We investigate the fundamental task of addition under uncertainty, namely, addends that are represented as intervals of numbers rather than single values. One potential source of such uncertainty can occur when obtaining discrete-valued measurements of analog values, which are prone to metastability. Naturally, unstable bits impact gate-level and, consequently, circuit-level computations. Using Binary encoding for such an addition produces a sum with an amplified imprecision. Hence, the challenge is to devise an encoding that does not amplify the imprecision caused by unstable bits. We call such codes recoverable. While this challenge is easily met for unary encoding, no suitable codes of high rates are known. In this work, we prove an upper bound on the rate of preserving and recoverable codes for a given bound on the addends' combined uncertainty. We then design an asymptotically optimal code that preserves the addends' combined uncertainty. We then discuss how to obtain adders for our code. The approach can be used with any known or future construction for containing metastability of the inputs.
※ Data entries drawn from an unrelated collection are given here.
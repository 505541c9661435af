// Public modules
pub mod collect;
pub mod convert;
pub mod defaults;
pub mod diagnostics;
pub mod error;
pub mod loader;
pub mod normalize;
pub mod render;

// Re-export common types for convenience
pub use collect::{Collection, CollisionSet, ExportItem, NameMapping};
pub use convert::{convert, run, Conversion};
pub use defaults::{ConvertConfig, ConvertOptions};
pub use diagnostics::{Diagnostic, Diagnostics, Level, Verbosity};
pub use error::{Error, ErrorCode, Result};
pub use loader::OutputSet;
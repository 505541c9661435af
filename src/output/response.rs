//! CLI response formatting for `--json`.
//!
//! Provides the JSON envelope printed on stdout.

use serde::Serialize;
use stackenv::error::Hint;
use stackenv::{Error, Result};

#[derive(Debug, Serialize)]
pub struct CliResponse<T: Serialize> {
    pub success: bool,
    #[serde(skip_serializing_if = "Option::is_none")]
    pub data: Option<T>,
    #[serde(skip_serializing_if = "Option::is_none")]
    pub error: Option<CliError>,
}

#[derive(Debug, Serialize)]
pub struct CliError {
    pub code: String,
    pub message: String,
    pub details: serde_json::Value,
    #[serde(skip_serializing_if = "Option::is_none")]
    pub hints: Option<Vec<Hint>>,
}

impl<T: Serialize> CliResponse<T> {
    pub fn success(data: T) -> Self {
        Self {
            success: true,
            data: Some(data),
            error: None,
        }
    }

    fn to_json(&self) -> Result<String> {
        serde_json::to_string_pretty(self).map_err(|e| {
            Error::internal_json(e.to_string(), Some("serialize response".to_string()))
        })
    }
}

impl CliResponse<()> {
    pub fn from_error(err: &Error) -> Self {
        Self {
            success: false,
            data: None,
            error: Some(CliError {
                code: err.code.as_str().to_string(),
                message: err.message.clone(),
                details: err.details.clone(),
                hints: if err.hints.is_empty() {
                    None
                } else {
                    Some(err.hints.clone())
                },
            }),
        }
    }
}

fn print_response<T: Serialize>(response: &CliResponse<T>) -> Result<()> {
    use std::io::{self, Write};

    let payload = response.to_json()?;
    let stdout = io::stdout();
    let mut handle = stdout.lock();
    if let Err(e) = writeln!(handle, "{}", payload) {
        if e.kind() == io::ErrorKind::BrokenPipe {
            return Ok(()); // Exit gracefully on SIGPIPE
        }
        return Err(Error::internal_json(
            e.to_string(),
            Some("write stdout".to_string()),
        ));
    }
    Ok(())
}

pub fn print_result<T: Serialize>(result: &std::result::Result<T, Error>) -> Result<()> {
    match result {
        Ok(data) => print_response(&CliResponse::success(data)),
        Err(err) => print_response(&CliResponse::<()>::from_error(err)),
    }
}
//! End-to-end conversion: load, collect, render, write.

use serde::Serialize;
use std::path::PathBuf;

use crate::collect::{collect, NameMapping};
use crate::defaults::{ConvertConfig, ConvertOptions};
use crate::diagnostics::Diagnostics;
use crate::error::Result;
use crate::{loader, render};

#[derive(Debug, Clone, Default, PartialEq, Eq, Serialize)]
#[serde(rename_all = "camelCase")]
pub struct Conversion {
    /// Sorted `export` lines without the header; empty when nothing ran.
    pub export_block: String,
    pub mapping: NameMapping,
    /// Path of the written script, `None` when the input was missing.
    #[serde(skip_serializing_if = "Option::is_none")]
    pub written: Option<PathBuf>,
}

impl Conversion {
    pub fn export_count(&self) -> usize {
        self.mapping.len()
    }
}

/// Convert with a partial configuration; unset fields take their defaults.
pub fn convert(options: ConvertOptions, diagnostics: &mut Diagnostics) -> Result<Conversion> {
    run(&ConvertConfig::resolve(options), diagnostics)
}

/// Convert with a fully resolved configuration.
///
/// A missing input is a no-op unless `fail_on_missing` is set. Nothing is
/// written unless every output was collected without collisions.
pub fn run(config: &ConvertConfig, diagnostics: &mut Diagnostics) -> Result<Conversion> {
    diagnostics.debug(format!(
        "input={} output={} fail_on_missing={}",
        config.input.display(),
        config.output.display(),
        config.fail_on_missing
    ));

    let outputs = match loader::load(&config.input, diagnostics) {
        Ok(outputs) => outputs,
        Err(err) if err.is_not_found() && !config.fail_on_missing => {
            diagnostics.info(format!(
                "{} does not exist yet; nothing to do",
                config.input.display()
            ));
            return Ok(Conversion::default());
        }
        Err(err) => return Err(err),
    };

    let collection = collect(&outputs, diagnostics)?;
    let script = render::render(&collection.items, &collection.mapping);
    render::write(&config.output, &script, diagnostics)?;

    diagnostics.info(format!(
        "Wrote {} export(s) to {}",
        collection.items.len(),
        config.output.display()
    ));

    Ok(Conversion {
        export_block: render::export_block(&collection.items),
        mapping: collection.mapping,
        written: Some(config.output.clone()),
    })
}

#[cfg(test)]
mod tests {
    use super::*;
    use crate::diagnostics::{Level, Verbosity};
    use std::fs;
    use tempfile::TempDir;

    fn options(dir: &TempDir, fail_on_missing: bool) -> ConvertOptions {
        ConvertOptions {
            input: Some(dir.path().join("outputs.json")),
            output: Some(dir.path().join("out/env.sh")),
            fail_on_missing: Some(fail_on_missing),
            verbosity: None,
        }
    }

    #[test]
    fn missing_input_is_a_quiet_no_op() {
        let dir = TempDir::new().unwrap();
        let mut diagnostics = Diagnostics::new(Verbosity::INFO);

        let conversion = convert(options(&dir, false), &mut diagnostics).unwrap();

        assert_eq!(conversion, Conversion::default());
        assert_eq!(conversion.export_block, "");
        assert!(conversion.mapping.is_empty());
        assert!(!dir.path().join("out/env.sh").exists());
        assert_eq!(diagnostics.at(Level::Info).count(), 1);
    }

    #[test]
    fn missing_input_fails_when_requested() {
        let dir = TempDir::new().unwrap();
        let mut diagnostics = Diagnostics::new(Verbosity::QUIET);

        let err = convert(options(&dir, true), &mut diagnostics).unwrap_err();

        assert!(err.is_not_found());
        assert!(!dir.path().join("out/env.sh").exists());
    }

    #[test]
    fn parse_errors_are_never_swallowed() {
        let dir = TempDir::new().unwrap();
        fs::write(dir.path().join("outputs.json"), "not json").unwrap();
        let mut diagnostics = Diagnostics::new(Verbosity::QUIET);

        let err = convert(options(&dir, false), &mut diagnostics).unwrap_err();
        assert_eq!(err.code.as_str(), "input.parse_failed");
    }

    #[test]
    fn converts_and_writes() {
        let dir = TempDir::new().unwrap();
        fs::write(
            dir.path().join("outputs.json"),
            r#"{"AwsCdkP0Stack":{"InstanceId":"i-123"}}"#,
        )
        .unwrap();
        let mut diagnostics = Diagnostics::new(Verbosity::QUIET);

        let conversion = convert(options(&dir, false), &mut diagnostics).unwrap();

        assert_eq!(
            conversion.export_block,
            "export AWSCDKP0STACK_INSTANCEID='i-123'"
        );
        assert_eq!(
            conversion.mapping["AWSCDKP0STACK_INSTANCEID"],
            "AwsCdkP0Stack.InstanceId"
        );
        assert_eq!(conversion.export_count(), 1);

        let script = fs::read_to_string(dir.path().join("out/env.sh")).unwrap();
        assert!(script.contains("# AWSCDKP0STACK_INSTANCEID <= AwsCdkP0Stack.InstanceId\n"));
        assert!(script.ends_with("export AWSCDKP0STACK_INSTANCEID='i-123'\n"));
        assert_eq!(conversion.written, Some(dir.path().join("out/env.sh")));
    }

    #[test]
    fn collision_leaves_previous_output_untouched() {
        let dir = TempDir::new().unwrap();
        let out = dir.path().join("out/env.sh");
        fs::create_dir_all(out.parent().unwrap()).unwrap();
        fs::write(&out, "previous").unwrap();
        fs::write(
            dir.path().join("outputs.json"),
            r#"{"S":{"a-b":"1","a_b":"2"}}"#,
        )
        .unwrap();
        let mut diagnostics = Diagnostics::new(Verbosity::QUIET);

        let err = convert(options(&dir, false), &mut diagnostics).unwrap_err();

        assert_eq!(err.code.as_str(), "name.collision");
        assert_eq!(fs::read_to_string(&out).unwrap(), "previous");
        assert_eq!(diagnostics.at(Level::Error).count(), 1);
    }
}
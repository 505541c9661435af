//! Serializes accepted exports into a sourceable shell script.

use serde_json::Value;
use std::path::Path;

use crate::collect::{ExportItem, NameMapping};
use crate::diagnostics::Diagnostics;
use crate::error::Result;
use crate::utils::{io, shell};

const BANNER: &[&str] = &[
    "#!/bin/sh",
    "# Generated by stackenv from deployment stack outputs. Do not edit.",
    "# shellcheck disable=SC2034",
    "# Usage: . <this file>",
];

/// Shell-facing string form of a scalar. `null` becomes the empty string.
pub fn stringify(value: &Value) -> String {
    match value {
        Value::Null => String::new(),
        Value::Bool(b) => b.to_string(),
        Value::String(s) => s.clone(),
        Value::Number(n) => {
            if n.is_i64() || n.is_u64() {
                n.to_string()
            } else {
                n.as_f64().map(format_float).unwrap_or_else(|| n.to_string())
            }
        }
        // Nested values are filtered out by the collector.
        other => other.to_string(),
    }
}

/// JavaScript `Number#toString` form: no `.0` on whole numbers, no `-0`,
/// and exponent notation outside `1e-6 <= |x| < 1e21`.
fn format_float(f: f64) -> String {
    if f == 0.0 {
        return "0".to_string();
    }

    let magnitude = f.abs();
    if !(1e-6..1e21).contains(&magnitude) {
        // `{:e}` gives `1e21` / `1.5e-7`; JS writes a sign on positive exponents.
        let exp = format!("{:e}", f);
        return match exp.split_once('e') {
            Some((mantissa, power)) if !power.starts_with('-') => {
                format!("{}e+{}", mantissa, power)
            }
            _ => exp,
        };
    }

    f.to_string()
}

pub fn export_line(item: &ExportItem) -> String {
    format!(
        "export {}={}",
        item.derived_name,
        shell::quote_value(&stringify(&item.value))
    )
}

/// Export lines, sorted by full line text, joined with newlines.
pub fn export_block(items: &[ExportItem]) -> String {
    let mut lines: Vec<String> = items.iter().map(export_line).collect();
    lines.sort();
    lines.join("\n")
}

pub fn render(items: &[ExportItem], mapping: &NameMapping) -> String {
    let mut out = String::new();

    for line in BANNER {
        out.push_str(line);
        out.push('\n');
    }
    // BTreeMap iteration is already sorted by derived name.
    for (name, origin) in mapping {
        out.push_str(&format!(
            "# {} <= {}\n",
            name,
            shell::escape_comment(origin)
        ));
    }

    out.push('\n');

    let block = export_block(items);
    if !block.is_empty() {
        out.push_str(&block);
        out.push('\n');
    }

    out
}

pub fn write(path: &Path, text: &str, diagnostics: &mut Diagnostics) -> Result<()> {
    io::write_file(path, text)?;
    diagnostics.debug(format!("Wrote {} bytes to {}", text.len(), path.display()));
    Ok(())
}

#[cfg(test)]
mod tests {
    use super::*;
    use serde_json::json;

    fn item(group: &str, key: &str, name: &str, value: Value) -> ExportItem {
        ExportItem {
            group: group.to_string(),
            key: key.to_string(),
            derived_name: name.to_string(),
            value,
        }
    }

    fn mapping_for(items: &[ExportItem]) -> NameMapping {
        items
            .iter()
            .map(|i| (i.derived_name.clone(), i.origin()))
            .collect()
    }

    #[test]
    fn stringify_scalars() {
        assert_eq!(stringify(&Value::Null), "");
        assert_eq!(stringify(&json!(true)), "true");
        assert_eq!(stringify(&json!(false)), "false");
        assert_eq!(stringify(&json!(42)), "42");
        assert_eq!(stringify(&json!(-7)), "-7");
        assert_eq!(stringify(&json!(1.5)), "1.5");
        assert_eq!(stringify(&json!(2.0)), "2");
        assert_eq!(stringify(&json!("  spaced ")), "  spaced ");
    }

    #[test]
    fn stringify_floats_like_javascript() {
        assert_eq!(stringify(&json!(1e21)), "1e+21");
        assert_eq!(stringify(&json!(1.5e300)), "1.5e+300");
        assert_eq!(stringify(&json!(1e-7)), "1e-7");
        assert_eq!(stringify(&json!(-2.5e-8)), "-2.5e-8");
        assert_eq!(stringify(&json!(-0.0)), "0");
        assert_eq!(stringify(&json!(0.000001)), "0.000001");
        assert_eq!(stringify(&json!(1e20)), "100000000000000000000");
        assert_eq!(stringify(&json!(0.1)), "0.1");
    }

    #[test]
    fn export_line_quotes_value() {
        let line = export_line(&item(
            "AwsCdkP0Stack",
            "InstanceId",
            "AWSCDKP0STACK_INSTANCEID",
            json!("i-123"),
        ));
        assert_eq!(line, "export AWSCDKP0STACK_INSTANCEID='i-123'");
    }

    #[test]
    fn export_line_escapes_single_quotes() {
        let line = export_line(&item("S", "Name", "S_NAME", json!("O'Brien")));
        assert_eq!(line, r#"export S_NAME='O'"'"'Brien'"#);
    }

    #[test]
    fn export_line_null_is_empty_string() {
        let line = export_line(&item("S", "K", "S_K", Value::Null));
        assert_eq!(line, "export S_K=''");
    }

    #[test]
    fn export_block_sorts_by_line() {
        let items = vec![
            item("S", "b", "S_B", json!("2")),
            item("S", "a", "S_A", json!("1")),
        ];
        assert_eq!(export_block(&items), "export S_A='1'\nexport S_B='2'");
    }

    #[test]
    fn render_layout() {
        let items = vec![
            item("Z", "k", "Z_K", json!("z")),
            item("A", "k", "A_K", json!(1)),
        ];
        let text = render(&items, &mapping_for(&items));

        let expected = [
            BANNER.join("\n").as_str(),
            "# A_K <= A.k",
            "# Z_K <= Z.k",
            "",
            "export A_K='1'",
            "export Z_K='z'",
            "",
        ]
        .join("\n");
        assert_eq!(text, expected);
        assert!(text.starts_with("#!/bin/sh\n"));
    }

    #[test]
    fn render_escapes_control_characters_in_origins() {
        let items = vec![item(
            "G\nrm -rf /",
            "x\ntouch pwned\n",
            "G_RM_RF_X_TOUCH_PWNED",
            json!("v"),
        )];
        let text = render(&items, &mapping_for(&items));

        assert!(text.contains("# G_RM_RF_X_TOUCH_PWNED <= G\\nrm -rf /.x\\ntouch pwned\\n\n"));
        for line in text.lines().filter(|l| !l.is_empty()) {
            assert!(
                line.starts_with('#') || line.starts_with("export "),
                "unexpected line: {}",
                line
            );
        }
    }

    #[test]
    fn render_is_independent_of_item_order() {
        let forward = vec![
            item("A", "k", "A_K", json!("a")),
            item("B", "k", "B_K", json!("b")),
        ];
        let backward: Vec<ExportItem> = forward.iter().rev().cloned().collect();
        assert_eq!(
            render(&forward, &mapping_for(&forward)),
            render(&backward, &mapping_for(&backward))
        );
    }

    #[test]
    fn render_empty_keeps_banner_and_trailing_newline() {
        let text = render(&[], &NameMapping::new());
        assert_eq!(text, format!("{}\n\n", BANNER.join("\n")));
    }

    #[test]
    fn banner_does_not_name_a_particular_output_file() {
        let text = render(&[], &NameMapping::new());
        assert!(text.contains("# Usage: . <this file>\n"));
        assert!(!text.contains("cdk-outputs.sh"));
    }
}
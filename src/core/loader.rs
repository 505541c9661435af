//! Reads a stack outputs file into an [`OutputSet`].

use serde::de::{self, Deserialize, Deserializer, MapAccess, SeqAccess, Visitor};
use serde_json::{Map, Number, Value};
use std::fmt;
use std::path::Path;

use crate::diagnostics::Diagnostics;
use crate::error::{Error, Result};
use crate::utils::io;

/// Parsed input: group name to its raw outputs value.
///
/// Groups are kept as raw values; the collector decides which of them are
/// usable and reports the rest.
pub type OutputSet = Map<String, Value>;

#[derive(Debug, Clone, Copy, PartialEq, Eq)]
pub enum InputFormat {
    Json,
    Yaml,
}

impl InputFormat {
    /// YAML for `.yaml`/`.yml`, JSON for everything else.
    pub fn from_path(path: &Path) -> InputFormat {
        match path
            .extension()
            .and_then(|ext| ext.to_str())
            .map(|ext| ext.to_ascii_lowercase())
            .as_deref()
        {
            Some("yaml") | Some("yml") => InputFormat::Yaml,
            _ => InputFormat::Json,
        }
    }
}

/// Human-readable name of a JSON value's type, used in diagnostics.
pub fn type_name(value: &Value) -> &'static str {
    match value {
        Value::Null => "null",
        Value::Bool(_) => "boolean",
        Value::Number(_) => "number",
        Value::String(_) => "string",
        Value::Array(_) => "array",
        Value::Object(_) => "object",
    }
}

pub fn load(path: &Path, diagnostics: &mut Diagnostics) -> Result<OutputSet> {
    let content = io::read_file(path)?;
    let format = InputFormat::from_path(path);
    diagnostics.debug(format!("Loaded {} ({:?})", path.display(), format));
    parse(&content, format, path)
}

/// YAML document read into the same value model JSON input uses.
///
/// Integers wider than 64 bits become floats, as they do in JSON. `.inf`
/// and `.nan` have no JSON form and are rejected.
struct YamlValue(Value);

impl<'de> Deserialize<'de> for YamlValue {
    fn deserialize<D>(deserializer: D) -> std::result::Result<Self, D::Error>
    where
        D: Deserializer<'de>,
    {
        deserializer.deserialize_any(YamlValueVisitor)
    }
}

struct YamlValueVisitor;

impl YamlValueVisitor {
    fn float<E: de::Error>(value: f64) -> std::result::Result<YamlValue, E> {
        Number::from_f64(value)
            .map(|n| YamlValue(Value::Number(n)))
            .ok_or_else(|| E::custom(format!("non-finite number {} is not supported", value)))
    }
}

impl<'de> Visitor<'de> for YamlValueVisitor {
    type Value = YamlValue;

    fn expecting(&self, f: &mut fmt::Formatter) -> fmt::Result {
        f.write_str("a YAML value")
    }

    fn visit_bool<E: de::Error>(self, v: bool) -> std::result::Result<YamlValue, E> {
        Ok(YamlValue(Value::Bool(v)))
    }

    fn visit_i64<E: de::Error>(self, v: i64) -> std::result::Result<YamlValue, E> {
        Ok(YamlValue(Value::from(v)))
    }

    fn visit_u64<E: de::Error>(self, v: u64) -> std::result::Result<YamlValue, E> {
        Ok(YamlValue(Value::from(v)))
    }

    fn visit_i128<E: de::Error>(self, v: i128) -> std::result::Result<YamlValue, E> {
        match i64::try_from(v) {
            Ok(small) => self.visit_i64(small),
            Err(_) => Self::float(v as f64),
        }
    }

    fn visit_u128<E: de::Error>(self, v: u128) -> std::result::Result<YamlValue, E> {
        match u64::try_from(v) {
            Ok(small) => self.visit_u64(small),
            Err(_) => Self::float(v as f64),
        }
    }

    fn visit_f64<E: de::Error>(self, v: f64) -> std::result::Result<YamlValue, E> {
        Self::float(v)
    }

    fn visit_str<E: de::Error>(self, v: &str) -> std::result::Result<YamlValue, E> {
        Ok(YamlValue(Value::String(v.to_owned())))
    }

    fn visit_string<E: de::Error>(self, v: String) -> std::result::Result<YamlValue, E> {
        Ok(YamlValue(Value::String(v)))
    }

    fn visit_unit<E: de::Error>(self) -> std::result::Result<YamlValue, E> {
        Ok(YamlValue(Value::Null))
    }

    fn visit_none<E: de::Error>(self) -> std::result::Result<YamlValue, E> {
        Ok(YamlValue(Value::Null))
    }

    fn visit_some<D>(self, deserializer: D) -> std::result::Result<YamlValue, D::Error>
    where
        D: Deserializer<'de>,
    {
        YamlValue::deserialize(deserializer)
    }

    fn visit_seq<A>(self, mut seq: A) -> std::result::Result<YamlValue, A::Error>
    where
        A: SeqAccess<'de>,
    {
        let mut items = Vec::new();
        while let Some(YamlValue(item)) = seq.next_element()? {
            items.push(item);
        }
        Ok(YamlValue(Value::Array(items)))
    }

    fn visit_map<A>(self, mut map: A) -> std::result::Result<YamlValue, A::Error>
    where
        A: MapAccess<'de>,
    {
        let mut entries = Map::new();
        while let Some((key, YamlValue(value))) = map.next_entry::<String, YamlValue>()? {
            entries.insert(key, value);
        }
        Ok(YamlValue(Value::Object(entries)))
    }
}

/// Parse already-read content. `path` is only used in error messages.
pub fn parse(content: &str, format: InputFormat, path: &Path) -> Result<OutputSet> {
    let value: Value = match format {
        InputFormat::Json => serde_json::from_str(content)
            .map_err(|e| Error::input_parse_failed(path.display().to_string(), e.to_string()))?,
        InputFormat::Yaml => serde_yml::from_str::<YamlValue>(content)
            .map(|yaml| yaml.0)
            .map_err(|e| Error::input_parse_failed(path.display().to_string(), e.to_string()))?,
    };

    match value {
        Value::Object(map) => Ok(map),
        other => Err(Error::input_shape_invalid(
            path.display().to_string(),
            type_name(&other),
        )),
    }
}
//! File I/O primitives with consistent error handling.

use crate::error::{Error, Result};
use std::fs;
use std::io::ErrorKind;
use std::path::Path;

/// Mode applied to written files on Unix.
pub const FILE_MODE: u32 = 0o644;

/// Read file contents, distinguishing a missing file from other I/O failures.
pub fn read_file(path: &Path) -> Result<String> {
    fs::read_to_string(path).map_err(|e| {
        if e.kind() == ErrorKind::NotFound {
            Error::input_not_found(path.display().to_string())
        } else {
            Error::input_read_failed(path.display().to_string(), e.to_string())
        }
    })
}

/// Create the parent directory of `path` if it does not exist yet.
pub fn ensure_parent_dir(path: &Path) -> Result<()> {
    match path.parent() {
        Some(parent) if !parent.as_os_str().is_empty() && !parent.exists() => {
            fs::create_dir_all(parent).map_err(|e| {
                Error::output_write_failed(
                    path.display().to_string(),
                    format!("create directory {}: {}", parent.display(), e),
                )
            })
        }
        _ => Ok(()),
    }
}

/// Overwrite `path` with `content`, creating parent directories and
/// applying [`FILE_MODE`].
pub fn write_file(path: &Path, content: &str) -> Result<()> {
    ensure_parent_dir(path)?;

    fs::write(path, content)
        .map_err(|e| Error::output_write_failed(path.display().to_string(), e.to_string()))?;

    set_file_mode(path)
}

#[cfg(unix)]
fn set_file_mode(path: &Path) -> Result<()> {
    use std::os::unix::fs::PermissionsExt;

    fs::set_permissions(path, fs::Permissions::from_mode(FILE_MODE)).map_err(|e| {
        Error::output_write_failed(path.display().to_string(), format!("set mode: {}", e))
    })
}

#[cfg(not(unix))]
fn set_file_mode(_path: &Path) -> Result<()> {
    Ok(())
}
We conjecture that careful design based on existing techniques can lead to significant latency reduction.

翻译：本研究探讨不确定性条件下的基本加法任务，即加数以数值区间而非单一值的形式表示。此类不确定性的潜在来源之一可能出现在获取模拟值的离散化测量结果时，这些测量结果容易受到亚稳态的影响。自然，不稳定比特会影响门级运算，进而影响电路级计算。对此类加法使用二进制编码会产生精度损失被放大的求和结果。因此，挑战在于设计一种不会放大由不稳定比特引起的精度损失的编码方案，我们将此类编码称为可恢复编码。虽然单热编码能轻易满足此要求，但目前尚未已知具有高编码率且适用的编码方案。本工作中，我们首先证明了在给定加数总不确定度约束下，保持性可恢复编码的编码率存在上界。随后我们设计了一种能保持加数总不确定度的渐近最优编码方案。接着我们讨论了如何实现该编码的加法器结构。该方法可与任何已知或未来提出的输入亚稳态控制技术结合使用。我们推测基于现有技术的精心设计能够显著降低运算延迟。